Algerian playwright, screenwriter, and writer

Hawa Djabali (born in 1949 in Créteil, Paris) is a French-born Algerian playwright, screenwriter, and writer.

== Life ==
She was born in Créteil in 1949. In 1963, her family moved to Algeria. She studied dance, theater and singing at the conservatory, in Algiers.

She was a radio reader and personality. She illustrated animations of programs for children, then scientific programs, and finally becomes a producer of her own programs. Among her programs, were "The Other Half," on Algiers Channel 3, on the condition of working women in Algeria. She also wrote radio plays, as well as articles for the press.

In 1983, she published her first novel, Agave. It is devoted to the difficulty of communication between spouses. At the end of the 1980s, she received death threats, and was also withdrawn from broadcasts, under pressure from fundamentalists. She decided to leave Algeria with her children to settle in the Brussels region, in Saint-Josse-ten-Noode. In 1989, she became co-moderator for an Arab Center for Art and Culture, while continuing to devote herself to writing, theatrical writing, novels, and short stories.

In 1998, she wrote a new novel, published, Glaise Rouge. In 2013, a new novel, Noirs Jasmins, was published.
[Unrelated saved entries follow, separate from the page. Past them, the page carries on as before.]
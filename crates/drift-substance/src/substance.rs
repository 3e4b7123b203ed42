//! The [`Substance`] trait.

use rand_chacha::ChaCha8Rng;

use drift_core::{ElementSchema, HookError};

use crate::context::StepContext;

/// Default vertical range `(bottom, top)` in metres for profile queries.
pub const DEFAULT_PROFILE_Z_RANGE: (f64, f64) = (-120.0, 0.0);

/// Information handed to [`Substance::seed_attributes`] while a seed
/// request is being prepared.
pub struct SeedContext<'a> {
    /// Number of elements in the request.
    pub count: usize,
    /// Requested depth of each element (≤ 0). Elements seeded on the
    /// sea floor, whose depth is only known at release, appear as
    /// `f64::NEG_INFINITY`.
    pub z: &'a [f64],
    /// Attribute names the caller supplied explicitly.
    pub supplied: &'a [&'a str],
    /// The engine's seeding RNG.
    pub rng: &'a mut ChaCha8Rng,
}

impl SeedContext<'_> {
    /// Whether the caller supplied `attribute`.
    pub fn is_supplied(&self, attribute: &str) -> bool {
        self.supplied.contains(&attribute)
    }
}

/// A substance variant plugged into the engine.
///
/// # Contract
///
/// - Substances are stateless during a run (`&self`); per-element state
///   lives in the attribute schema.
/// - `schema()`, `required_variables()`, `required_profiles()` and
///   `profile_z_range()` are called once when the engine is built.
/// - `prepare_step()` then `update()` are called once per step, after the
///   environment query and before the boundary checks. An error from
///   either aborts the run and discards the step's changes.
/// - Hooks must be deterministic given the context's RNG.
///
/// # Object safety
///
/// This trait is object-safe; the engine stores the substance as
/// `Box<dyn Substance>`.
///
/// # Examples
///
/// A tracer that drifts with the ocean current:
///
/// ```
/// use drift_core::{ElementSchema, HookError};
/// use drift_core::variables::{X_SEA_WATER_VELOCITY, Y_SEA_WATER_VELOCITY};
/// use drift_substance::{StepContext, Substance};
///
/// struct Drifter {
///     schema: ElementSchema,
/// }
///
/// impl Substance for Drifter {
///     fn name(&self) -> &str { "drifter" }
///     fn schema(&self) -> &ElementSchema { &self.schema }
///     fn required_variables(&self) -> Vec<&str> {
///         vec![X_SEA_WATER_VELOCITY, Y_SEA_WATER_VELOCITY]
///     }
///     fn update(&self, ctx: &mut StepContext<'_>) -> Result<(), HookError> {
///         ctx.advect_ocean_current()
///     }
/// }
///
/// let d = Drifter { schema: ElementSchema::default() };
/// assert_eq!(d.required_variables().len(), 2);
/// ```
pub trait Substance: Send + 'static {
    /// Human-readable name for error reporting and logs.
    fn name(&self) -> &str;

    /// Attribute layout carried by every element of this substance.
    fn schema(&self) -> &ElementSchema;

    /// Variables queried as one value per element each step.
    fn required_variables(&self) -> Vec<&str>;

    /// Variables queried as vertical profiles each step.
    ///
    /// Default: none.
    fn required_profiles(&self) -> Vec<&str> {
        Vec::new()
    }

    /// Vertical range `(bottom, top)` of the profile queries.
    ///
    /// Default: [`DEFAULT_PROFILE_Z_RANGE`].
    fn profile_z_range(&self) -> (f64, f64) {
        DEFAULT_PROFILE_Z_RANGE
    }

    /// Extra per-element attribute values for a seed request, for
    /// attributes the caller did not supply. Entries for supplied
    /// attributes are ignored.
    ///
    /// Default: none, so schema defaults apply.
    fn seed_attributes(&self, _seed: &mut SeedContext<'_>) -> Vec<(String, Vec<f64>)> {
        Vec::new()
    }

    /// Per-step preparation run before [`update`](Self::update), such
    /// as deriving attributes from the environment.
    ///
    /// Default: no-op.
    fn prepare_step(&self, _ctx: &mut StepContext<'_>) -> Result<(), HookError> {
        Ok(())
    }

    /// Move and transform the active elements for one step.
    fn update(&self, ctx: &mut StepContext<'_>) -> Result<(), HookError>;
}
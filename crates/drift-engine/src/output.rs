//! Output records and history.
//!
//! Every `output_interval` steps the engine copies the active elements
//! into an [`OutputRecord`]. The [`OutputHistory`] keeps them in step
//! order for persistence or plotting collaborators, and can be reduced
//! to an FNV-1a hash to compare runs bit for bit.

use indexmap::IndexMap;

use drift_core::{ElementId, StepId};
use drift_pool::ElementPool;

/// FNV-1a offset basis for 64-bit.
const FNV_OFFSET: u64 = 0xcbf29ce484222325;
/// FNV-1a prime for 64-bit.
const FNV_PRIME: u64 = 0x00000100000001B3;

#[inline]
fn fnv1a_u64(mut hash: u64, v: u64) -> u64 {
    for &b in &v.to_le_bytes() {
        hash = (hash ^ b as u64).wrapping_mul(FNV_PRIME);
    }
    hash
}

#[inline]
fn fnv1a_bytes(mut hash: u64, bytes: &[u8]) -> u64 {
    for &b in bytes {
        hash = (hash ^ b as u64).wrapping_mul(FNV_PRIME);
    }
    hash
}

/// State of the active elements at the end of one step.
#[derive(Clone, Debug, PartialEq)]
pub struct OutputRecord {
    /// Step the record was taken at.
    pub step: StepId,
    /// Model time of the step.
    pub time: f64,
    /// IDs of the active elements, ascending.
    pub ids: Vec<ElementId>,
    /// Longitudes in degrees.
    pub lon: Vec<f64>,
    /// Latitudes in degrees.
    pub lat: Vec<f64>,
    /// Depths in metres (≤ 0).
    pub z: Vec<f64>,
    /// Substance attributes by name, in schema order.
    pub attributes: IndexMap<String, Vec<f64>>,
}

impl OutputRecord {
    /// Copy the active elements of `pool`.
    pub fn capture(step: StepId, time: f64, pool: &ElementPool) -> Self {
        let state = pool.gather_active();
        let attributes = pool
            .schema()
            .iter()
            .map(|(id, def)| {
                let values = state.attr(id).map(<[f64]>::to_vec).unwrap_or_default();
                (def.name.clone(), values)
            })
            .collect();
        Self {
            step,
            time,
            ids: state.ids().to_vec(),
            lon: state.lon,
            lat: state.lat,
            z: state.z,
            attributes,
        }
    }

    /// Number of elements in the record.
    pub fn len(&self) -> usize {
        self.ids.len()
    }

    /// Whether the record holds no elements.
    pub fn is_empty(&self) -> bool {
        self.ids.is_empty()
    }

    /// Values of attribute `name`.
    pub fn attribute(&self, name: &str) -> Option<&[f64]> {
        self.attributes.get(name).map(Vec::as_slice)
    }

    fn hash_into(&self, mut hash: u64) -> u64 {
        hash = fnv1a_u64(hash, self.step.0);
        hash = fnv1a_u64(hash, self.time.to_bits());
        for id in &self.ids {
            hash = fnv1a_u64(hash, id.0);
        }
        for column in [&self.lon, &self.lat, &self.z] {
            for v in column {
                hash = fnv1a_u64(hash, v.to_bits());
            }
        }
        for (name, values) in &self.attributes {
            hash = fnv1a_bytes(hash, name.as_bytes());
            for v in values {
                hash = fnv1a_u64(hash, v.to_bits());
            }
        }
        hash
    }
}

/// Output records in step order.
#[derive(Clone, Debug, Default, PartialEq)]
pub struct OutputHistory {
    records: Vec<OutputRecord>,
}

impl OutputHistory {
    /// An empty history.
    pub fn new() -> Self {
        Self::default()
    }

    /// Append a record.
    pub fn push(&mut self, record: OutputRecord) {
        self.records.push(record);
    }

    /// All records, oldest first.
    pub fn records(&self) -> &[OutputRecord] {
        &self.records
    }

    /// Iterate over the records, oldest first.
    pub fn iter(&self) -> impl Iterator<Item = &OutputRecord> {
        self.records.iter()
    }

    /// The most recent record.
    pub fn last(&self) -> Option<&OutputRecord> {
        self.records.last()
    }

    /// Number of records.
    pub fn len(&self) -> usize {
        self.records.len()
    }

    /// Whether no record has been taken.
    pub fn is_empty(&self) -> bool {
        self.records.is_empty()
    }

    /// FNV-1a hash over every record's step, time, IDs, positions and
    /// attributes (bit patterns).
    ///
    /// Returns the FNV offset basis for an empty history.
    pub fn hash(&self) -> u64 {
        self.records
            .iter()
            .fold(FNV_OFFSET, |hash, record| record.hash_into(hash))
    }
}

#[cfg(test)]
mod tests {
    use super::*;
    use drift_core::{AttributeDef, ElementSchema};
    use drift_pool::AttrValue;

    fn pool() -> ElementPool {
        let schema =
            ElementSchema::new(vec![AttributeDef::with_default("density", "kg m-3", 880.0)])
                .unwrap();
        let mut pool = ElementPool::new(schema);
        let values: Vec<(&str, AttrValue)> = vec![
            ("lon", vec![1.0, 2.0, 3.0].into()),
            ("lat", 60.0.into()),
            ("z", vec![0.0, -1.0, -2.0].into()),
        ];
        pool.schedule(&values, 0.0, 3).unwrap();
        pool
    }

    #[test]
    fn capture_copies_only_active_elements() {
        let mut pool = pool();
        let empty = OutputRecord::capture(StepId(0), 0.0, &pool);
        assert!(empty.is_empty());
        assert_eq!(empty.attribute("density"), Some(&[][..]));

        pool.release_due(0.0);
        pool.deactivate(
            &[drift_core::Slot(1)],
            drift_core::DeactivationReason::StrandedOnLand,
            0.0,
        );
        let r = OutputRecord::capture(StepId(1), 60.0, &pool);
        assert_eq!(r.ids, vec![ElementId(1), ElementId(3)]);
        assert_eq!(r.lon, vec![1.0, 3.0]);
        assert_eq!(r.z, vec![0.0, -2.0]);
        assert_eq!(r.attribute("density"), Some(&[880.0, 880.0][..]));
        assert!(r.attribute("diameter").is_none());
    }

    #[test]
    fn hash_sees_every_bit() {
        let mut pool = pool();
        pool.release_due(0.0);
        let mut a = OutputHistory::new();
        assert_eq!(a.hash(), FNV_OFFSET);
        a.push(OutputRecord::capture(StepId(1), 60.0, &pool));
        let mut b = a.clone();
        assert_eq!(a.hash(), b.hash());

        b.records[0].z[2] = -2.000_000_000_000_001;
        assert_ne!(a.hash(), b.hash());

        let mut c = a.clone();
        c.records[0].time = 61.0;
        assert_ne!(a.hash(), c.hash());

        a.push(OutputRecord::capture(StepId(2), 120.0, &pool));
        assert_eq!(a.len(), 2);
        assert_eq!(a.last().map(|r| r.step), Some(StepId(2)));
    }
}
//! Reference substances for the Drift engine.
//!
//! - [`PassiveTracer`]: moved by currents, wind, Stokes drift, vertical
//!   advection and turbulent mixing, each optional.
//! - [`Oil3D`]: oil droplets entrained by breaking waves and rising
//!   with a size-dependent terminal velocity.
//!
//! [`water`] holds the sea water and wave parameterisations they share.

#![deny(missing_docs)]
#![deny(rustdoc::broken_intra_doc_links)]
#![forbid(unsafe_code)]

pub mod oil3d;
pub mod tracer;
pub mod water;

pub use oil3d::{DropletSpectrum, EntrainmentHook, Oil3D, Oil3DBuilder};
pub use tracer::{PassiveTracer, PassiveTracerBuilder};
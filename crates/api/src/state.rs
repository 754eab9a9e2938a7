use std::sync::Arc;

use crate::config::ServerConfig;

/// Shared application state available to all Axum handlers via `State<AppState>`.
///
/// Cheaply cloneable (inner data is behind `Arc` or is already `Clone`).
#[derive(Clone)]
pub struct AppState {
    /// Database connection pool.
    pub pool: landex_db::DbPool,
    /// Server configuration (JWT secret, upload settings, CORS).
    pub config: Arc<ServerConfig>,
}
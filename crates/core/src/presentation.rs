//! Pure presentation helpers derived from already-decoded landing data.

use crate::sections::DEFAULT_FONT;

/// Country code prefixed to phone numbers for WhatsApp deep links.
const WHATSAPP_COUNTRY_CODE: &str = "51";

/// Initials for a testimonial avatar: first letters of the first two
/// words, uppercased; a single word yields its first character; an empty
/// name falls back to `"U"`.
pub fn initials(name: &str) -> String {
    let words: Vec<&str> = name.split_whitespace().collect();
    match words.as_slice() {
        [] => "U".to_string(),
        [first] => first.chars().take(1).collect::<String>().to_uppercase(),
        [first, second, ..] => {
            let mut s = String::new();
            s.extend(first.chars().take(1));
            s.extend(second.chars().take(1));
            s.to_uppercase()
        }
    }
}

/// Normalize a phone number for messaging deep links: strip everything
/// but digits and prefix the country code unless already present.
pub fn normalize_phone(phone: &str) -> String {
    let digits: String = phone.chars().filter(|c| c.is_ascii_digit()).collect();
    if digits.starts_with(WHATSAPP_COUNTRY_CODE) {
        digits
    } else {
        format!("{WHATSAPP_COUNTRY_CODE}{digits}")
    }
}

/// WhatsApp deep link with a default greeting.
pub fn whatsapp_link(phone: &str) -> String {
    format!(
        "https://wa.me/{}?text=Hola, estoy interesado en sus servicios",
        normalize_phone(phone)
    )
}

/// Embeddable map URL for the coordinates of the map section.
pub fn map_embed_url(lat: &str, lng: &str) -> String {
    format!("https://maps.google.com/maps?q={lat},{lng}&t=&z=15&ie=UTF8&iwloc=&output=embed")
}

/// External "open in maps" link for the same coordinates.
pub fn maps_link(lat: &str, lng: &str) -> String {
    format!("https://www.google.com/maps?q={lat},{lng}")
}

/// Stylesheet URL for loading a non-default font. Returns `None` for the
/// system default, which ships with the page and needs no request.
pub fn google_font_url(family: &str) -> Option<String> {
    if family == DEFAULT_FONT {
        return None;
    }
    Some(format!(
        "https://fonts.googleapis.com/css2?family={}:wght@300;400;500;600;700&display=swap",
        family.replace(' ', "+")
    ))
}
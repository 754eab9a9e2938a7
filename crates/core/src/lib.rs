//! Landex domain logic.
//!
//! Everything in this crate is pure: the section catalog, the collection
//! codec, the reconstruction pipeline, and the presentation helpers have
//! no knowledge of the database or the HTTP layer.

pub mod codec;
pub mod error;
pub mod presentation;
pub mod render;
pub mod sections;
pub mod types;
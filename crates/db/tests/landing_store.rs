//! Integration tests for the repository layer against a real database:
//! - Creation defaults and full-record round trips
//! - Status toggling touching nothing but `is_active` / `updated_at`
//! - Delete semantics for present and missing rows
//! - Admin login reconciliation by either candidate key

use serde_json::{json, Value};
use sqlx::PgPool;

use landex_core::sections::Testimonial;
use landex_db::models::admin::GoogleProfile;
use landex_db::models::landing::LandingDraft;
use landex_db::repositories::{AdminRepo, LandingRepo};

// ---------------------------------------------------------------------------
// Helpers
// ---------------------------------------------------------------------------

fn draft_from(value: Value) -> LandingDraft {
    serde_json::from_value(value).expect("draft should deserialize")
}

fn minimal_draft(name: &str) -> LandingDraft {
    draft_from(json!({ "nombre_empresa": name }))
}

fn google_profile(google_id: &str, email: &str) -> GoogleProfile {
    GoogleProfile {
        google_id: google_id.to_string(),
        email: email.to_string(),
        name: Some("Admin Uno".to_string()),
        picture: None,
    }
}

/// Serialize a landing and strip the fields a status flip is allowed to
/// change, so the rest can be compared wholesale.
fn without_status_fields(landing: &landex_db::models::landing::Landing) -> Value {
    let mut doc = serde_json::to_value(landing).expect("landing should serialize");
    let obj = doc.as_object_mut().unwrap();
    obj.remove("is_active");
    obj.remove("updated_at");
    doc
}

async fn row_count(pool: &PgPool) -> i64 {
    sqlx::query_scalar("SELECT COUNT(*) FROM landings")
        .fetch_one(pool)
        .await
        .unwrap()
}

// ---------------------------------------------------------------------------
// Test: create applies defaults only where the draft is silent
// ---------------------------------------------------------------------------

#[sqlx::test(migrations = "../../db/migrations")]
async fn create_applies_defaults_to_omitted_fields(pool: PgPool) {
    let landing = LandingRepo::create(&pool, &minimal_draft("Panadería San José"))
        .await
        .unwrap();

    assert_eq!(landing.main_color.as_deref(), Some("#21365E"));
    assert_eq!(landing.fuente_principal.as_deref(), Some("Poppins"));
    assert!(landing.is_active);
    assert!(landing.show_inicio);
    assert!(!landing.show_pagos, "payments section hidden by default");
}

#[sqlx::test(migrations = "../../db/migrations")]
async fn create_preserves_explicit_values(pool: PgPool) {
    let draft = draft_from(json!({
        "nombre_empresa": "Ferretería El Tornillo",
        "main_color": "#FF0000",
        "show_pagos": true,
        "is_active": false,
    }));
    let landing = LandingRepo::create(&pool, &draft).await.unwrap();

    assert_eq!(landing.main_color.as_deref(), Some("#FF0000"));
    assert!(landing.show_pagos);
    assert!(!landing.is_active);
}

// ---------------------------------------------------------------------------
// Test: an empty gallery persists and reads back as the empty sequence
// ---------------------------------------------------------------------------

#[sqlx::test(migrations = "../../db/migrations")]
async fn empty_gallery_round_trips_as_empty_sequence(pool: PgPool) {
    let draft = draft_from(json!({
        "nombre_empresa": "Estudio Foto Luz",
        "galeria_imagenes": [],
    }));
    let created = LandingRepo::create(&pool, &draft).await.unwrap();

    let fetched = LandingRepo::find_by_id(&pool, created.id)
        .await
        .unwrap()
        .expect("created landing should be fetchable");
    assert_eq!(fetched.galeria_imagenes, "[]");
}

// ---------------------------------------------------------------------------
// Test: testimonial with no photo keeps the field absent through the store
// ---------------------------------------------------------------------------

#[sqlx::test(migrations = "../../db/migrations")]
async fn testimonial_without_photo_stays_absent(pool: PgPool) {
    let draft = draft_from(json!({
        "nombre_empresa": "Clínica Dental Sonrisa",
        "testimonios_json": [
            {
                "nombre": "María López",
                "cargo": "Paciente",
                "comentario": "Excelente atención",
                "foto_url": "http://localhost:3000/uploads/maria_1.jpg"
            },
            {
                "nombre": "Luis Paz",
                "cargo": "Paciente",
                "comentario": "Muy recomendable"
            }
        ],
    }));
    let created = LandingRepo::create(&pool, &draft).await.unwrap();

    let fetched = LandingRepo::find_by_id(&pool, created.id)
        .await
        .unwrap()
        .unwrap();
    let testimonials: Vec<Testimonial> = serde_json::from_str(&fetched.testimonios_json).unwrap();
    assert_eq!(testimonials.len(), 2);
    assert_eq!(
        testimonials[0].foto_url.as_deref(),
        Some("http://localhost:3000/uploads/maria_1.jpg")
    );
    assert_eq!(testimonials[1].nombre, "Luis Paz");
    assert_eq!(testimonials[1].foto_url, None, "absent photo stays absent");
}

// ---------------------------------------------------------------------------
// Test: set_active changes only is_active and updated_at
// ---------------------------------------------------------------------------

#[sqlx::test(migrations = "../../db/migrations")]
async fn set_active_touches_only_status_fields(pool: PgPool) {
    let draft = draft_from(json!({
        "nombre_empresa": "Gimnasio Fuerza",
        "title": "Gimnasio Fuerza",
        "contacto_whatsapp": "987654321",
        "horarios_json": [{"dia": "Lunes", "horas": "6-22"}],
    }));
    let created = LandingRepo::create(&pool, &draft).await.unwrap();
    let before = without_status_fields(&created);

    let deactivated = LandingRepo::set_active(&pool, created.id, false)
        .await
        .unwrap()
        .expect("existing landing should be updatable");
    assert!(!deactivated.is_active);
    assert!(deactivated.updated_at >= created.updated_at);
    assert_eq!(without_status_fields(&deactivated), before);
}

#[sqlx::test(migrations = "../../db/migrations")]
async fn set_active_round_trip_leaves_record_unchanged(pool: PgPool) {
    let created = LandingRepo::create(&pool, &minimal_draft("Barbería Clásica"))
        .await
        .unwrap();
    let before = without_status_fields(&created);

    LandingRepo::set_active(&pool, created.id, false)
        .await
        .unwrap()
        .unwrap();
    let reactivated = LandingRepo::set_active(&pool, created.id, true)
        .await
        .unwrap()
        .unwrap();

    assert!(reactivated.is_active);
    assert_eq!(
        without_status_fields(&reactivated),
        before,
        "two status flips must not disturb any other field"
    );
}

// ---------------------------------------------------------------------------
// Test: delete of a missing id is None and removes nothing
// ---------------------------------------------------------------------------

#[sqlx::test(migrations = "../../db/migrations")]
async fn delete_missing_id_removes_nothing(pool: PgPool) {
    LandingRepo::create(&pool, &minimal_draft("Florería Rosa"))
        .await
        .unwrap();
    let count_before = row_count(&pool).await;

    let deleted = LandingRepo::delete(&pool, 999_999).await.unwrap();
    assert!(deleted.is_none());
    assert_eq!(row_count(&pool).await, count_before);
}

#[sqlx::test(migrations = "../../db/migrations")]
async fn delete_returns_the_removed_row(pool: PgPool) {
    let created = LandingRepo::create(&pool, &minimal_draft("Cafetería Andina"))
        .await
        .unwrap();

    let deleted = LandingRepo::delete(&pool, created.id)
        .await
        .unwrap()
        .expect("existing landing should be deletable");
    assert_eq!(deleted.id, created.id);
    assert_eq!(deleted.nombre_empresa, "Cafetería Andina");
    assert!(LandingRepo::find_by_id(&pool, created.id)
        .await
        .unwrap()
        .is_none());
}

// ---------------------------------------------------------------------------
// Test: update is a full replacement and misses cleanly
// ---------------------------------------------------------------------------

#[sqlx::test(migrations = "../../db/migrations")]
async fn update_replaces_the_full_record(pool: PgPool) {
    let created = LandingRepo::create(&pool, &minimal_draft("Taller Motor"))
        .await
        .unwrap();

    let replacement = draft_from(json!({
        "nombre_empresa": "Taller Motor y Frenos",
        "title": "Taller Motor y Frenos",
        "productos_json": [
            {"nombre": "Cambio de aceite", "descripcion": "Sintético",
             "precio": "S/ 120", "imagen_url": "http://localhost:3000/uploads/aceite_1.jpg"}
        ],
    }));
    let updated = LandingRepo::update(&pool, created.id, &replacement)
        .await
        .unwrap()
        .unwrap();

    assert_eq!(updated.id, created.id);
    assert_eq!(updated.nombre_empresa, "Taller Motor y Frenos");
    assert!(updated.productos_json.contains("Cambio de aceite"));
    assert_eq!(updated.created_at, created.created_at);
    // Omitted toggles resolve to catalog defaults, not NULL.
    assert!(updated.show_galeria);
    assert!(!updated.show_pagos);
}

#[sqlx::test(migrations = "../../db/migrations")]
async fn update_missing_id_is_none(pool: PgPool) {
    let updated = LandingRepo::update(&pool, 999_999, &minimal_draft("Nadie"))
        .await
        .unwrap();
    assert!(updated.is_none());
}

// ---------------------------------------------------------------------------
// Test: list is the summary projection, newest first
// ---------------------------------------------------------------------------

#[sqlx::test(migrations = "../../db/migrations")]
async fn list_returns_summaries_newest_first(pool: PgPool) {
    let first = LandingRepo::create(&pool, &minimal_draft("Primera"))
        .await
        .unwrap();
    let second = LandingRepo::create(&pool, &minimal_draft("Segunda"))
        .await
        .unwrap();

    let summaries = LandingRepo::list(&pool).await.unwrap();
    assert_eq!(summaries.len(), 2);
    let position = |id| summaries.iter().position(|s| s.id == id).unwrap();
    assert!(
        position(second.id) <= position(first.id),
        "newer landing should sort first"
    );
}

// ---------------------------------------------------------------------------
// Test: admin reconciliation matches on either key
// ---------------------------------------------------------------------------

#[sqlx::test(migrations = "../../db/migrations")]
async fn reconcile_google_creates_then_matches_by_google_id(pool: PgPool) {
    let profile = google_profile("g-100", "uno@example.com");
    let (admin, created) = AdminRepo::reconcile_google(&pool, &profile).await.unwrap();
    assert!(created);
    assert_eq!(admin.role, "admin");
    assert!(admin.is_active());

    let mut refreshed = google_profile("g-100", "uno@example.com");
    refreshed.name = Some("Admin Renombrado".to_string());
    let (again, created_again) = AdminRepo::reconcile_google(&pool, &refreshed)
        .await
        .unwrap();
    assert!(!created_again);
    assert_eq!(again.id, admin.id);
    assert_eq!(again.name.as_deref(), Some("Admin Renombrado"));
}

#[sqlx::test(migrations = "../../db/migrations")]
async fn reconcile_google_falls_back_to_email(pool: PgPool) {
    let (admin, _) = AdminRepo::reconcile_google(&pool, &google_profile("g-200", "dos@example.com"))
        .await
        .unwrap();

    // Same email under a different external id still resolves to the
    // existing account instead of inserting a duplicate.
    let (matched, created) =
        AdminRepo::reconcile_google(&pool, &google_profile("g-201", "dos@example.com"))
            .await
            .unwrap();
    assert!(!created);
    assert_eq!(matched.id, admin.id);
}
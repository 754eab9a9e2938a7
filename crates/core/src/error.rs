use crate::types::DbId;

/// Domain-level errors shared across crates.
#[derive(Debug, thiserror::Error)]
pub enum CoreError {
    #[error("Entity not found: {entity} with id {id}")]
    NotFound { entity: &'static str, id: DbId },

    #[error("Validation failed: {0}")]
    Validation(String),

    /// A collection field holds text that is not a valid JSON array of
    /// its item type. Surfaced on the write path; the read path may
    /// instead degrade the one section (see `codec::CollectionField`).
    #[error("Malformed collection '{field}': {reason}")]
    MalformedCollection { field: String, reason: String },

    #[error("Unauthorized: {0}")]
    Unauthorized(String),

    #[error("Forbidden: {0}")]
    Forbidden(String),

    /// An uploaded file was refused (content type or size).
    #[error("Upload rejected: {0}")]
    UploadRejected(String),

    #[error("Internal error: {0}")]
    Internal(String),
}
use std::net::SocketAddr;
use std::sync::Arc;

use tracing_subscriber::{layer::SubscriberExt, util::SubscriberInitExt};

use landex_api::config::ServerConfig;
use landex_api::router::build_app_router;
use landex_api::state::AppState;

#[tokio::main]
async fn main() {
    dotenvy::dotenv().ok();

    // --- Tracing ---
    tracing_subscriber::registry()
        .with(
            tracing_subscriber::EnvFilter::try_from_default_env()
                .unwrap_or_else(|_| "landex_api=debug,tower_http=debug".into()),
        )
        .with(tracing_subscriber::fmt::layer())
        .init();

    // --- Configuration ---
    let config = ServerConfig::from_env();
    tracing::info!(host = %config.host, port = %config.port, "Loaded server configuration");

    // --- Database ---
    let database_url = std::env::var("DATABASE_URL").expect("DATABASE_URL must be set");

    let pool = landex_db::create_pool(&database_url)
        .await
        .expect("Failed to connect to database");
    tracing::info!("Database connection pool created");

    landex_db::health_check(&pool)
        .await
        .expect("Database health check failed");
    tracing::info!("Database health check passed");

    landex_db::run_migrations(&pool)
        .await
        .expect("Failed to run database migrations");
    tracing::info!("Database migrations applied");

    // --- Uploads directory ---
    tokio::fs::create_dir_all(&config.uploads_dir)
        .await
        .expect("Failed to create uploads directory");
    tracing::info!(dir = %config.uploads_dir.display(), "Uploads directory ready");

    // --- App state ---
    let state = AppState {
        pool,
        config: Arc::new(config.clone()),
    };

    // --- Router ---
    let app = build_app_router(state, &config);

    // --- Start server ---
    let addr = SocketAddr::new(
        config.host.parse().expect("Invalid HOST address"),
        config.port,
    );
    tracing::info!(%addr, "Starting server");

    let listener = tokio::net::TcpListener::bind(addr)
        .await
        .expect("Failed to bind to address");

    axum::serve(listener, app)
        .with_graceful_shutdown(shutdown_signal())
        .await
        .expect("Server error");

    tracing::info!("Graceful shutdown complete");
}

/// Wait for a termination signal to initiate graceful shutdown.
///
/// Handles both SIGINT (Ctrl-C) and SIGTERM (on Unix) so the server
/// shuts down cleanly whether stopped interactively or by a process
/// manager (e.g. systemd, Docker, Kubernetes).
async fn shutdown_signal() {
    let ctrl_c = async {
        tokio::signal::ctrl_c()
            .await
            .expect("Failed to install Ctrl-C handler");
    };

    #[cfg(unix)]
    let terminate = async {
        tokio::signal::unix::signal(tokio::signal::unix::SignalKind::terminate())
            .expect("Failed to install SIGTERM handler")
            .recv()
            .await;
    };

    #[cfg(not(unix))]
    let terminate = std::future::pending::<()>();

    tokio::select! {
        () = ctrl_c => {
            tracing::info!("Received SIGINT (Ctrl-C), starting graceful shutdown");
        }
        () = terminate => {
            tracing::info!("Received SIGTERM, starting graceful shutdown");
        }
    }
}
She published plays: in 1995 The Epic of Gilgameh (written in collaboration with Aki Khedder); in 1997 Five thousand years of a woman's life; in 1997 The Moorish Zajel of Desire, and in 1998 The Eighth Voyage of Sindbad.

== Works ==
- Novels
- Agave, Paris: Publisud, 1983. ISBN 9782866000950
- Glaise rouge : Boléro pour un pays meurtri : roman, suivi de l'actualité culturelle, Alger: Marsa éditions, 1999.
- Noirs jasmins : roman Paris : Éd. de la Différence, 2013. ISBN 9782729120207

- Plays
- Sa naqba imourou : Geligeamech, ou celui qui a vu et touché le fond des choses Brussel : Éditions Arabes Théâtre : Koninklijke Vlaamse Schouwburg : Centre culturel arabe, 1995
- Cinq mille ans de la vie d'une femme Bruxelles : Editions du Centre culturel arabe, 1997.
- Hawa Djabali; Ali Khedher; Christiane Achour, Le zajel maure du désir, Bruxelles : Editions du Centre Culturel Arabe, 1998.